-- ENTRIES SHOWN follows --

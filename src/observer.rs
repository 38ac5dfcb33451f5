/*
    pic8259_core

    observer.rs

    Debug counters and IRQ-latency timestamps are diagnostic only, and in the
    source they live behind `DEBUG_IRQ_COUNT`/`DEBUG_IRQ_LATENCY` compile-time
    flags wired directly into the hot path. Here they're a pluggable observer
    instead, attached by the host if it wants them; the core itself never
    reads statistics back out of a `PicPair`.
*/

use crate::devices::pic::unit::UnitId;

/// Hook for instrumentation external to the PIC's own semantics. Default
/// implementations are no-ops, so a host only overrides what it needs.
pub trait Observer {
    fn on_set_line(&mut self, _line: u8, _level: bool) {}
    fn on_ack(&mut self, _unit: UnitId, _line: u8, _vector: u8) {}
}

/// Zero-cost default observer.
#[derive(Debug, Default, Clone, Copy)]
pub struct NullObserver;

impl Observer for NullObserver {}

-- ENTRIES SHOWN concluded --

▶ GOAL OF THE EXERCISE
Repeat the entries verbatim through the line with "use crate::devices::pic::unit::UnitId;".

▶ TASK OUTPUT
filename src/observer.rs
repository 38ac5dfcb33451f5
/*
    pic8259_core

    observer.rs

    Debug counters and IRQ-latency timestamps are diagnostic only, and in the
    source they live behind `DEBUG_IRQ_COUNT`/`DEBUG_IRQ_LATENCY` compile-time
    flags wired directly into the hot path. Here they're a pluggable observer
    instead, attached by the host if it wants them; the core itself never
    reads statistics back out of a `PicPair`.
*/

use crate::devices::pic::unit::UnitId;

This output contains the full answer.